Friday, August 8, 2008

R&D Intensity Comparison (EU-US-JP-CN)

The figure on the side shows the R&D Intensity in EU-25, US, Japan and China (1995-2005).

Excerpt:
After a period of slow but continued growth between 1996 and 2002, the EU-25 R&D intensity has been slightly decreasing between 2002 (1.89%) and 2005 (1.85%) (see Figure 3.1). Since in the US, the downward trend has come to an end, the gap in R&D intensity between the EU and the US is increasing again since 2002. The R&D intensity in Japan has been growing faster than in both the EU and the US over recent years. If the current trend persists, China will have caught up with the EU-25 by 2009 in terms of share of GDP devoted to R&D.
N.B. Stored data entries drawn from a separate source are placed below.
//! The server state machine: sessions, keyspace, role, and the command
//! call path.
//!
//! All commands, direct or drained out of a MULTI queue, run through
//! `call`, which feeds monitors before execution and propagates the
//! command's effective argv afterwards when the keyspace changed. The
//! surrounding lock (see `net::SharedState`) makes each `dispatch`
//! invocation atomic with respect to every other connection, which is the
//! whole basis of the transactional guarantee: an EXEC drain is a single
//! `dispatch`.

use super::command::{Command, CommandFlags};
use super::db::{Db, NUM_DATABASES};
use super::monitor::{self, MonitorRegistry};
use super::propagate::{PropagationTargets, Propagator};
use super::replication::ReplicationRole;
use super::resp::{RespParser, RespValue};
use super::session::{ClientId, Session};
use ahash::AHashMap;
use bytes::Bytes;
use tokio::sync::mpsc::UnboundedSender;
use tracing::debug;

pub struct ServerState {
    pub(crate) dbs: Vec<Db>,
    pub(crate) sessions: AHashMap<ClientId, Session>,
    next_client_id: u64,
    pub(crate) role: ReplicationRole,
    /// True while replaying persisted state; suppresses the monitor feed
    /// and the read-only-replica gate.
    pub(crate) loading: bool,
    /// Count of keyspace changes since startup. The call path snapshots it
    /// around execution to decide whether a command propagates.
    pub(crate) dirty: u64,
    pub(crate) propagator: Propagator,
    pub(crate) monitors: MonitorRegistry,
}

impl ServerState {
    pub fn new() -> Self {
        ServerState {
            dbs: (0..NUM_DATABASES).map(|_| Db::new()).collect(),
            sessions: AHashMap::new(),
            next_client_id: 1,
            role: ReplicationRole::new(),
            loading: false,
            dirty: 0,
            propagator: Propagator::new(),
            monitors: MonitorRegistry::new(),
        }
    }

    // =========================================================================
    // Client lifecycle
    // =========================================================================

    pub fn connect_client(&mut self, addr: &str) -> ClientId {
        let id = ClientId(self.next_client_id);
        self.next_client_id += 1;
        self.sessions.insert(id, Session::new(id, addr.to_string()));
        debug!(client = %id, addr, "session created");
        id
    }

    /// Disconnect teardown: identical to DISCARD's cleanup, plus release
    /// of the session itself. Must run before the handle is forgotten so
    /// the watch index never holds a dead client.
    pub fn disconnect_client(&mut self, id: ClientId) {
        self.unwatch_all_keys(id);
        self.monitors.remove(id);
        self.sessions.remove(&id);
        debug!(client = %id, "session destroyed");
    }

    /// Attach the out-of-band push channel for monitor feed delivery.
    pub fn set_push_channel(&mut self, id: ClientId, tx: UnboundedSender<Vec<u8>>) {
        if let Some(session) = self.sessions.get_mut(&id) {
            session.push_tx = Some(tx);
        }
    }

    /// Mark a session as the replication channel from our primary. Its
    /// writes bypass the read-only-replica gate.
    pub fn mark_replica_link(&mut self, id: ClientId) {
        if let Some(session) = self.sessions.get_mut(&id) {
            session.is_replica_link = true;
        }
    }

    pub fn session(&self, id: ClientId) -> Option<&Session> {
        self.sessions.get(&id)
    }

    pub(crate) fn selected_db(&self, id: ClientId) -> usize {
        self.sessions.get(&id).map_or(0, |s| s.db)
    }

    pub fn client_count(&self) -> usize {
        self.sessions.len()
    }

    // =========================================================================
    // Command dispatch
    // =========================================================================

    /// Entry point for one wire request.
    pub fn dispatch(&mut self, id: ClientId, mut argv: Vec<Bytes>) -> RespValue {
        let cmd = match Command::parse(&argv) {
            Ok(cmd) => cmd,
            Err(e) => {
                // A queuing-time error taints the open transaction: the
                // eventual EXEC aborts instead of running a partial batch.
                if let Some(session) = self.sessions.get_mut(&id) {
                    if session.in_multi {
                        session.dirty_exec = true;
                    }
                }
                return RespValue::Error(e);
            }
        };

        let Some(session) = self.sessions.get(&id) else {
            return RespValue::err("ERR unknown client");
        };

        if session.in_multi && !cmd.is_transaction_control() {
            return self.queue_command(id, cmd, argv);
        }

        // Direct writes are refused on a read-only replica; queued writes
        // are handled by the equivalent gate at EXEC time.
        if cmd.flags().contains(CommandFlags::WRITE)
            && !self.loading
            && !self.role.is_primary()
            && self.role.replica_read_only
            && !session.is_replica_link
        {
            return RespValue::err("READONLY You can't write against a read only replica.");
        }

        self.call(id, &cmd, &mut argv)
    }

    /// Execute one resolved command: monitor feed, executor, propagation.
    ///
    /// The executor may rewrite the frame it wants propagated (see
    /// `Session::propagate_rewrite`); the rewrite is persisted into `argv`
    /// so callers holding queued entries observe what actually executed.
    pub(crate) fn call(&mut self, id: ClientId, cmd: &Command, argv: &mut Vec<Bytes>) -> RespValue {
        let Some(session) = self.sessions.get(&id) else {
            return RespValue::err("ERR unknown client");
        };
        let db_id = session.db;
        let flags = cmd.flags();

        if !self.loading
            && !self.monitors.is_empty()
            && !flags.contains(CommandFlags::SKIP_MONITOR)
        {
            self.feed_monitors(db_id, id, argv);
        }

        let dirty_before = self.dirty;
        let reply = self.execute(id, cmd);

        if let Some(rewrite) = self
            .sessions
            .get_mut(&id)
            .and_then(|s| s.propagate_rewrite.take())
        {
            *argv = rewrite;
        }

        if self.dirty > dirty_before {
            self.propagate(
                db_id,
                argv,
                PropagationTargets::WAL | PropagationTargets::REPLICATION,
            );
        }

        reply
    }

    /// Descriptor -> executor dispatch.
    pub(crate) fn execute(&mut self, id: ClientId, cmd: &Command) -> RespValue {
        match cmd {
            Command::Ping(msg) => self.ping(msg.as_ref()),
            Command::Echo(msg) => RespValue::bulk(msg.to_vec()),
            Command::Select(index) => self.select(id, *index),
            Command::DbSize => self.db_size(id),
            Command::Get(key) => self.get(id, key),
            Command::Set { key, value, nx, xx } => self.set(id, key, value.clone(), *nx, *xx),
            Command::GetSet(key, value) => self.get_set(id, key, value.clone()),
            Command::Append(key, value) => self.append(id, key, value),
            Command::StrLen(key) => self.str_len(id, key),
            Command::MGet(keys) => self.mget(id, keys),
            Command::MSet(pairs) => self.mset(id, pairs),
            Command::Incr(key) => self.incr_by(id, key, 1),
            Command::Decr(key) => self.incr_by(id, key, -1),
            Command::IncrBy(key, delta) => self.incr_by(id, key, *delta),
            Command::DecrBy(key, delta) => match delta.checked_neg() {
                Some(neg) => self.incr_by(id, key, neg),
                None => RespValue::err("ERR decrement would overflow"),
            },
            Command::IncrByFloat(key, delta) => self.incr_by_float(id, key, *delta),
            Command::Del(keys) => self.del(id, keys),
            Command::Exists(keys) => self.exists(id, keys),
            Command::TypeOf(key) => self.type_of(id, key),
            Command::FlushDb => self.flush_db(id),
            Command::FlushAll => self.flush_all(),
            Command::Multi => self.cmd_multi(id),
            Command::Exec => self.cmd_exec(id),
            Command::Discard => self.cmd_discard(id),
            Command::Watch(keys) => self.cmd_watch(id, keys),
            Command::Unwatch => self.cmd_unwatch(id),
            Command::ReplicaOf(target) => self.replica_of(target.clone()),
            Command::Monitor => self.cmd_monitor(id),
        }
    }

    // =========================================================================
    // Store access with the modification hook
    // =========================================================================
    //
    // Every write path funnels through these wrappers so the watch touch
    // fires before the command reports success. Bypassing them would break
    // the optimistic-concurrency contract.

    pub(crate) fn store_set(&mut self, db_id: usize, key: &str, value: Bytes) {
        self.dbs[db_id].insert(key, value);
        self.touch_watched_key(db_id, key);
        self.dirty += 1;
    }

    pub(crate) fn store_delete(&mut self, db_id: usize, key: &str) -> bool {
        if self.dbs[db_id].remove(key) {
            self.touch_watched_key(db_id, key);
            self.dirty += 1;
            true
        } else {
            false
        }
    }

    /// Flush one database or all of them. Watchers of keys that exist at
    /// flush time are tainted first; the watch indexes themselves survive.
    pub(crate) fn store_flush(&mut self, db_id: Option<usize>) -> usize {
        self.touch_watched_keys_on_flush(db_id);
        let removed = match db_id {
            Some(index) => self.dbs[index].clear(),
            None => self.dbs.iter_mut().map(Db::clear).sum(),
        };
        self.dirty += removed as u64;
        removed
    }

    // =========================================================================
    // Propagation and monitors
    // =========================================================================

    /// Deliver a frame downstream. The replication stream only flows from
    /// a primary; the WAL is fed regardless of role.
    pub(crate) fn propagate(
        &mut self,
        db: usize,
        argv: &[Bytes],
        mut targets: PropagationTargets,
    ) {
        if !self.role.is_primary() {
            targets.remove(PropagationTargets::REPLICATION);
        }
        if targets.is_empty() {
            return;
        }
        self.propagator.propagate(db, argv, targets);
    }

    pub(crate) fn feed_monitors(&self, db: usize, source: ClientId, argv: &[Bytes]) {
        if self.monitors.is_empty() {
            return;
        }
        let source_addr = self
            .sessions
            .get(&source)
            .map(|s| s.addr.as_str())
            .unwrap_or("?:0");
        let line = monitor::format_feed_line(db, source_addr, argv);
        let frame = RespParser::encode(&RespValue::SimpleString(line));
        for mid in self.monitors.iter() {
            if let Some(tx) = self.sessions.get(&mid).and_then(|s| s.push_tx.as_ref()) {
                let _ = tx.send(frame.clone());
            }
        }
    }

    // =========================================================================
    // Introspection
    // =========================================================================

    pub fn db(&self, index: usize) -> &Db {
        &self.dbs[index]
    }

    pub fn role(&self) -> &ReplicationRole {
        &self.role
    }

    pub fn role_mut(&mut self) -> &mut ReplicationRole {
        &mut self.role
    }

    pub fn dirty_counter(&self) -> u64 {
        self.dirty
    }

    pub fn propagator(&self) -> &Propagator {
        &self.propagator
    }

    pub fn enable_replication_backlog(&mut self) {
        self.propagator.ensure_backlog();
    }

    pub fn monitor_count(&self) -> usize {
        self.monitors.len()
    }

    pub fn set_loading(&mut self, loading: bool) {
        self.loading = loading;
    }

    pub fn is_loading(&self) -> bool {
        self.loading
    }
}

impl Default for ServerState {
    fn default() -> Self {
        Self::new()
    }
}
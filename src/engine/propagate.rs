//! Downstream propagation: write-ahead log and replication stream.
//!
//! Every effective write is delivered here as a `(db, argv, targets)`
//! frame. The sink keeps a structured log per target (what the WAL writer
//! and the replica feed would each consume) and, when replication is
//! active, mirrors replication frames into the backlog byte stream in wire
//! format. The backlog also accepts raw pre-encoded frames: the execution
//! engine uses that to terminate a dangling `MULTI` when the server loses
//! its primary role in the middle of a drain.

use super::resp::encode_command_frame;
use bitflags::bitflags;
use bytes::Bytes;

bitflags! {
    #[derive(Debug, Clone, Copy, PartialEq, Eq)]
    pub struct PropagationTargets: u8 {
        const WAL = 1 << 0;
        const REPLICATION = 1 << 1;
    }
}

/// One propagated command frame.
#[derive(Debug, Clone)]
pub struct PropagatedFrame {
    pub db: usize,
    pub argv: Vec<Bytes>,
    pub targets: PropagationTargets,
}

impl PropagatedFrame {
    /// Command name of the frame, uppercased for easy assertions.
    pub fn name(&self) -> String {
        self.argv
            .first()
            .map(|a| String::from_utf8_lossy(a).to_uppercase())
            .unwrap_or_default()
    }
}

/// Replication backlog: the byte stream a late-joining replica catches up
/// from. Append-only here; trimming is the transport's concern.
#[derive(Default)]
pub struct ReplBacklog {
    buf: Vec<u8>,
}

impl ReplBacklog {
    pub fn feed(&mut self, bytes: &[u8]) {
        self.buf.extend_from_slice(bytes);
    }

    pub fn as_bytes(&self) -> &[u8] {
        &self.buf
    }

    pub fn len(&self) -> usize {
        self.buf.len()
    }

    pub fn is_empty(&self) -> bool {
        self.buf.is_empty()
    }
}

pub struct Propagator {
    frames: Vec<PropagatedFrame>,
    backlog: Option<ReplBacklog>,
}

impl Propagator {
    pub fn new() -> Self {
        Propagator {
            frames: Vec::new(),
            backlog: None,
        }
    }

    /// Activate the replication backlog. Idempotent.
    pub fn ensure_backlog(&mut self) {
        if self.backlog.is_none() {
            self.backlog = Some(ReplBacklog::default());
        }
    }

    pub fn has_backlog(&self) -> bool {
        self.backlog.is_some()
    }

    /// Deliver a command frame to the requested targets.
    pub fn propagate(&mut self, db: usize, argv: &[Bytes], targets: PropagationTargets) {
        if targets.is_empty() {
            return;
        }
        if targets.contains(PropagationTargets::REPLICATION) {
            if let Some(backlog) = self.backlog.as_mut() {
                backlog.feed(&encode_command_frame(argv));
            }
        }
        self.frames.push(PropagatedFrame {
            db,
            argv: argv.to_vec(),
            targets,
        });
    }

    /// Append a pre-encoded frame directly to the replication backlog,
    /// bypassing the per-target log. No-op when replication is inactive.
    pub fn feed_backlog_raw(&mut self, frame: &[u8]) {
        if let Some(backlog) = self.backlog.as_mut() {
            backlog.feed(frame);
        }
    }

    pub fn backlog(&self) -> Option<&ReplBacklog> {
        self.backlog.as_ref()
    }

    /// All frames, in propagation order.
    pub fn frames(&self) -> &[PropagatedFrame] {
        &self.frames
    }

    /// Frames delivered to the write-ahead log.
    pub fn wal_frames(&self) -> impl Iterator<Item = &PropagatedFrame> {
        self.frames
            .iter()
            .filter(|f| f.targets.contains(PropagationTargets::WAL))
    }

    /// Frames delivered to the replication stream.
    pub fn replication_frames(&self) -> impl Iterator<Item = &PropagatedFrame> {
        self.frames
            .iter()
            .filter(|f| f.targets.contains(PropagationTargets::REPLICATION))
    }
}

impl Default for Propagator {
    fn default() -> Self {
        Self::new()
    }
}
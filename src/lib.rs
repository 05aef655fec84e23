pub mod engine;
pub mod net;

pub use engine::{ClientId, Command, RespParser, RespValue, ServerState};
pub use net::{Server, ServerConfig, SharedState};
An examination of the individual Member States’ pace of progress after 2000, reveals a distinction between four groups of EU countries. A first group including the R&D-intensive countries Finland, Denmark, Austria and Germany, have been able to further increase their high R&D intensity and are pulling further ahead. Especially Austria has been able to progress very substantially over the recent years. France and Sweden experienced in the subsequent years a weakening of their growth performance and are now losing momentum. The new Member States Slovakia, Slovenia, Poland and Bulgaria, as well as Greece, and to a lesser extent Luxembourg, the UK, Belgium and the Netherlands are falling further behind since 2000. Conversely, most of the other new Member States, in particular Malta, Cyprus and Estonia, and to a lesser extent Spain, Ireland, Italy and Portugal, have been catching up with the EU average. At the same time, development gaps in terms of the production of scientific knowledge and technological innovation between EU regions, even between regions in leading Member States, remain substantial (see Eurostat data on R&D expenditure and personnel in the European regions). The European research landscape remains characterized by a high concentration of research effort in comparatively few Member States and, within them, in comparatively few regions.